Start of Data section

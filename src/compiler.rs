//! Compilation of per-language YAML source files into a [`Dictionary`].

use std::collections::HashMap;
use std::fmt;
use std::fs;
use std::path::Path;

use crate::cache::LanguageCache;
use crate::dictionary::{Dictionary, is_valid_key};
use crate::error::{Error, Result};
use crate::selector::FileSelector;

/// What: Non-fatal per-entry problem found while flattening source files.
///
/// Details:
/// - Diagnostics never abort a compile; the offending entry is skipped and
///   the rest of the file is kept.
/// - The compiler both logs each diagnostic and returns the collected list,
///   so callers (and tests) can inspect them without scraping logs.
#[derive(Debug, Clone, PartialEq, Eq)]
pub enum Diagnostic {
    /// A flattened key failed the key pattern (or a mapping key was not a
    /// string). `parent` is the dotted prefix under which it appeared, `~`
    /// at the top level.
    InvalidKey {
        /// Dotted parent prefix of the skipped entry.
        parent: String,
    },
    /// A value was neither a scalar nor a nested mapping (e.g. a sequence).
    InvalidValue {
        /// Flattened key whose value was skipped.
        key: String,
    },
}

impl fmt::Display for Diagnostic {
    fn fmt(&self, f: &mut fmt::Formatter<'_>) -> fmt::Result {
        match self {
            Self::InvalidKey { parent } => {
                write!(f, "invalid translation key in parent '{parent}'")
            }
            Self::InvalidValue { key } => {
                write!(f, "invalid translation value for key '{key}'")
            }
        }
    }
}

/// What: Compile a language into a flattened [`Dictionary`].
///
/// Inputs:
/// - `name`: Validated language code (see
///   [`crate::registry::validate_language_name`])
/// - `root`: Translations root; sources live in `<root>/<name>/`
/// - `selector`: Active file categories; must not be empty
/// - `cache`: Optional cache tier the result is persisted to
///
/// Output:
/// - The compiled dictionary plus the non-fatal diagnostics collected while
///   flattening
///
/// # Errors
/// - [`Error::DirectoryNotFound`] when `<root>/<name>` is absent
/// - [`Error::PermissionDenied`] when the language directory or a source
///   file is unreadable
/// - [`Error::Compile`] when any selected file fails to parse (a single bad
///   file aborts the whole compile; no partial dictionaries), or when the
///   selection is empty
///
/// Details:
/// - A cache store failure is logged as a warning and does not fail the
///   compile; the caller already holds a valid in-memory dictionary.
pub fn compile(
    name: &str,
    root: &Path,
    selector: &FileSelector,
    cache: Option<&dyn LanguageCache>,
) -> Result<(Dictionary, Vec<Diagnostic>)> {
    let signature = selector.signature();
    let categories = selector.active_categories();
    if categories.is_empty() || signature.is_empty() {
        return Err(Error::Compile {
            language: name.to_string(),
            detail: "no translation files selected".to_string(),
        });
    }

    let language_dir = root.join(name);
    match fs::metadata(&language_dir) {
        Ok(meta) if meta.is_dir() => {}
        Ok(_) => return Err(Error::DirectoryNotFound(name.to_string())),
        Err(e) if e.kind() == std::io::ErrorKind::PermissionDenied => {
            return Err(Error::PermissionDenied(name.to_string()));
        }
        Err(_) => return Err(Error::DirectoryNotFound(name.to_string())),
    }

    let mut entries = HashMap::new();
    let mut diagnostics = Vec::new();
    let mut loaded = 0_usize;

    for category in &categories {
        let path = language_dir.join(category.file_name());
        let contents = match fs::read_to_string(&path) {
            Ok(contents) => contents,
            Err(e) if e.kind() == std::io::ErrorKind::PermissionDenied => {
                return Err(Error::PermissionDenied(path.display().to_string()));
            }
            Err(e) => {
                return Err(Error::Compile {
                    language: name.to_string(),
                    detail: format!("failed to read '{}': {e}", category.file_name()),
                });
            }
        };

        let forest = parse_source(name, category.file_name(), &contents).map_err(|e| {
            Error::Compile {
                language: name.to_string(),
                detail: e.to_string(),
            }
        })?;

        flatten(&forest, "", &mut entries, &mut diagnostics);
        loaded += 1;
    }

    // Unreachable given the selection check above, but a dictionary built
    // from zero files must never be handed out.
    if loaded == 0 {
        return Err(Error::Compile {
            language: name.to_string(),
            detail: "no files were loaded".to_string(),
        });
    }

    for diagnostic in &diagnostics {
        tracing::warn!(language = name, "{diagnostic}");
    }
    tracing::debug!(
        language = name,
        signature = %signature,
        file_count = loaded,
        entry_count = entries.len(),
        "Compiled language"
    );

    let dictionary = Dictionary::new(name.to_string(), signature, entries);

    if let Some(cache) = cache
        && let Err(e) = cache.store(&dictionary)
    {
        tracing::warn!(language = name, error = %e, "Failed to cache compiled language");
    }

    Ok((dictionary, diagnostics))
}

/// What: Parse one YAML source file into its top-level mapping.
///
/// # Errors
/// - [`Error::Parse`] when the content is not valid YAML or its top level is
///   not a mapping
fn parse_source(
    language: &str,
    file: &str,
    contents: &str,
) -> Result<serde_norway::Mapping> {
    let value: serde_norway::Value =
        serde_norway::from_str(contents).map_err(|e| Error::Parse {
            language: language.to_string(),
            file: file.to_string(),
            detail: e.to_string(),
        })?;

    match value {
        serde_norway::Value::Mapping(mapping) => Ok(mapping),
        _ => Err(Error::Parse {
            language: language.to_string(),
            file: file.to_string(),
            detail: "top level is not a mapping".to_string(),
        }),
    }
}

/// What: Recursively flatten a nested mapping into dot-notation entries.
///
/// Inputs:
/// - `mapping`: Current nesting level
/// - `parent`: Dotted key prefix accumulated so far ("" at the top level)
/// - `entries`: Map to populate
/// - `diagnostics`: Collected per-entry skips
///
/// Details:
/// - Each level builds `lower(parent + "." + child)` trimmed of leading and
///   trailing `.`/`-`/`_`, then validates it against the key pattern.
/// - Strings are stored as-is; numbers and booleans are stringified; nested
///   mappings recurse; anything else is skipped with a diagnostic.
fn flatten(
    mapping: &serde_norway::Mapping,
    parent: &str,
    entries: &mut HashMap<String, String>,
    diagnostics: &mut Vec<Diagnostic>,
) {
    let parent_label = if parent.is_empty() { "~" } else { parent };

    for (key, value) in mapping {
        let Some(key_str) = key.as_str() else {
            diagnostics.push(Diagnostic::InvalidKey {
                parent: parent_label.to_string(),
            });
            continue;
        };

        let flattened = format!("{parent}.{key_str}")
            .to_lowercase()
            .trim_matches(['.', '-', '_'])
            .to_string();
        if !is_valid_key(&flattened) {
            diagnostics.push(Diagnostic::InvalidKey {
                parent: parent_label.to_string(),
            });
            continue;
        }

        match value {
            serde_norway::Value::String(s) => {
                entries.insert(flattened, s.clone());
            }
            serde_norway::Value::Number(n) => {
                entries.insert(flattened, n.to_string());
            }
            serde_norway::Value::Bool(b) => {
                entries.insert(flattened, b.to_string());
            }
            serde_norway::Value::Mapping(nested) => {
                flatten(nested, &flattened, entries, diagnostics);
            }
            _ => {
                diagnostics.push(Diagnostic::InvalidValue { key: flattened });
            }
        }
    }
}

End of Data section

* Required action:
Output the lines of the records above exactly as they appear, from the line containing "file is kept." through the line containing "(a single bad".

* Completed exercise:
///   the rest of the file is kept.
/// - The compiler both logs each diagnostic and returns the collected list,
///   so callers (and tests) can inspect them without scraping logs.
#[derive(Debug, Clone, PartialEq, Eq)]
pub enum Diagnostic {
    /// A flattened key failed the key pattern (or a mapping key was not a
    /// string). `parent` is the dotted prefix under which it appeared, `~`
    /// at the top level.
    InvalidKey {
        /// Dotted parent prefix of the skipped entry.
        parent: String,
    },
    /// A value was neither a scalar nor a nested mapping (e.g. a sequence).
    InvalidValue {
        /// Flattened key whose value was skipped.
        key: String,
    },
}

impl fmt::Display for Diagnostic {
    fn fmt(&self, f: &mut fmt::Formatter<'_>) -> fmt::Result {
        match self {
            Self::InvalidKey { parent } => {
                write!(f, "invalid translation key in parent '{parent}'")
            }
            Self::InvalidValue { key } => {
                write!(f, "invalid translation value for key '{key}'")
            }
        }
    }
}

/// What: Compile a language into a flattened [`Dictionary`].
///
/// Inputs:
/// - `name`: Validated language code (see
///   [`crate::registry::validate_language_name`])
/// - `root`: Translations root; sources live in `<root>/<name>/`
/// - `selector`: Active file categories; must not be empty
/// - `cache`: Optional cache tier the result is persisted to
///
/// Output:
/// - The compiled dictionary plus the non-fatal diagnostics collected while
///   flattening
///
/// # Errors
/// - [`Error::DirectoryNotFound`] when `<root>/<name>` is absent
/// - [`Error::PermissionDenied`] when the language directory or a source
///   file is unreadable
/// - [`Error::Compile`] when any selected file fails to parse (a single bad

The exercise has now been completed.